**What needs to be done**
The answer must be the data, repeated exactly.

**Data to process**
%%
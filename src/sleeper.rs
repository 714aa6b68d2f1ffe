//! Abstraction for sleeping between attempts.
//!
//! The retry loop suspends cooperatively between attempts; nothing blocks the
//! runtime. Dropping the future returned by `sleep` (task cancellation)
//! schedules nothing further. Injecting a sleeper keeps tests fast and lets
//! them assert on the exact delay sequence.

use std::future::Future;
use std::pin::Pin;
use std::sync::{Arc, Mutex};
use std::time::Duration;

/// Abstraction for sleeping/waiting.
pub trait Sleeper: Send + Sync + std::fmt::Debug {
    /// Suspend for `duration`.
    fn sleep(&self, duration: Duration) -> Pin<Box<dyn Future<Output = ()> + Send>>;
}

/// Production sleeper using the tokio timer.
#[derive(Debug, Default, Clone, Copy)]
pub struct TokioSleeper;

impl Sleeper for TokioSleeper {
    fn sleep(&self, duration: Duration) -> Pin<Box<dyn Future<Output = ()> + Send>> {
        Box::pin(tokio::time::sleep(duration))
    }
}

/// Test sleeper that resolves immediately.
#[derive(Debug, Default, Clone, Copy)]
pub struct InstantSleeper;

impl Sleeper for InstantSleeper {
    fn sleep(&self, _duration: Duration) -> Pin<Box<dyn Future<Output = ()> + Send>> {
        Box::pin(async {})
    }
}

/// Test sleeper that records every requested delay without waiting.
#[derive(Debug, Clone)]
pub struct TrackingSleeper {
    requested: Arc<Mutex<Vec<Duration>>>,
}

impl TrackingSleeper {
    /// Create an empty tracking sleeper.
    pub fn new() -> Self {
        Self { requested: Arc::new(Mutex::new(Vec::new())) }
    }

    /// Number of sleeps requested so far.
    pub fn calls(&self) -> usize {
        self.requested.lock().unwrap().len()
    }

    /// Delay requested by the `idx`-th sleep, if any.
    pub fn call_at(&self, idx: usize) -> Option<Duration> {
        self.requested.lock().unwrap().get(idx).copied()
    }

    /// All requested delays, in order.
    pub fn recorded(&self) -> Vec<Duration> {
        self.requested.lock().unwrap().clone()
    }
}

impl Default for TrackingSleeper {
    fn default() -> Self {
        Self::new()
    }
}

impl Sleeper for TrackingSleeper {
    fn sleep(&self, duration: Duration) -> Pin<Box<dyn Future<Output = ()> + Send>> {
        self.requested.lock().unwrap().push(duration);
        Box::pin(async {})
    }
}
%%
**Task response**
filename src/sleeper.rs
repository 714aa6b68d2f1ffe
//! Abstraction for sleeping between attempts.
//!
//! The retry loop suspends cooperatively between attempts; nothing blocks the
//! runtime. Dropping the future returned by `sleep` (task cancellation)
//! schedules nothing further. Injecting a sleeper keeps tests fast and lets
//! them assert on the exact delay sequence.

use std::future::Future;
use std::pin::Pin;
use std::sync::{Arc, Mutex};
use std::time::Duration;

/// Abstraction for sleeping/waiting.
pub trait Sleeper: Send + Sync + std::fmt::Debug {
    /// Suspend for `duration`.
    fn sleep(&self, duration: Duration) -> Pin<Box<dyn Future<Output = ()> + Send>>;
}

/// Production sleeper using the tokio timer.
#[derive(Debug, Default, Clone, Copy)]
pub struct TokioSleeper;

impl Sleeper for TokioSleeper {
    fn sleep(&self, duration: Duration) -> Pin<Box<dyn Future<Output = ()> + Send>> {
        Box::pin(tokio::time::sleep(duration))
    }
}

/// Test sleeper that resolves immediately.
#[derive(Debug, Default, Clone, Copy)]
pub struct InstantSleeper;

impl Sleeper for InstantSleeper {
    fn sleep(&self, _duration: Duration) -> Pin<Box<dyn Future<Output = ()> + Send>> {
        Box::pin(async {})
    }
}

/// Test sleeper that records every requested delay without waiting.
#[derive(Debug, Clone)]
pub struct TrackingSleeper {
    requested: Arc<Mutex<Vec<Duration>>>,
}

impl TrackingSleeper {
    /// Create an empty tracking sleeper.
    pub fn new() -> Self {
        Self { requested: Arc::new(Mutex::new(Vec::new())) }
    }

    /// Number of sleeps requested so far.
    pub fn calls(&self) -> usize {
        self.requested.lock().unwrap().len()
    }

    /// Delay requested by the `idx`-th sleep, if any.
    pub fn call_at(&self, idx: usize) -> Option<Duration> {
        self.requested.lock().unwrap().get(idx).copied()
    }

    /// All requested delays, in order.
    pub fn recorded(&self) -> Vec<Duration> {
        self.requested.lock().unwrap().clone()
    }
}

impl Default for TrackingSleeper {
    fn default() -> Self {
        Self::new()
    }
}

impl Sleeper for TrackingSleeper {
    fn sleep(&self, duration: Duration) -> Pin<Box<dyn Future<Output = ()> + Send>> {
        self.requested.lock().unwrap().push(duration);
        Box::pin(async {})
    }
}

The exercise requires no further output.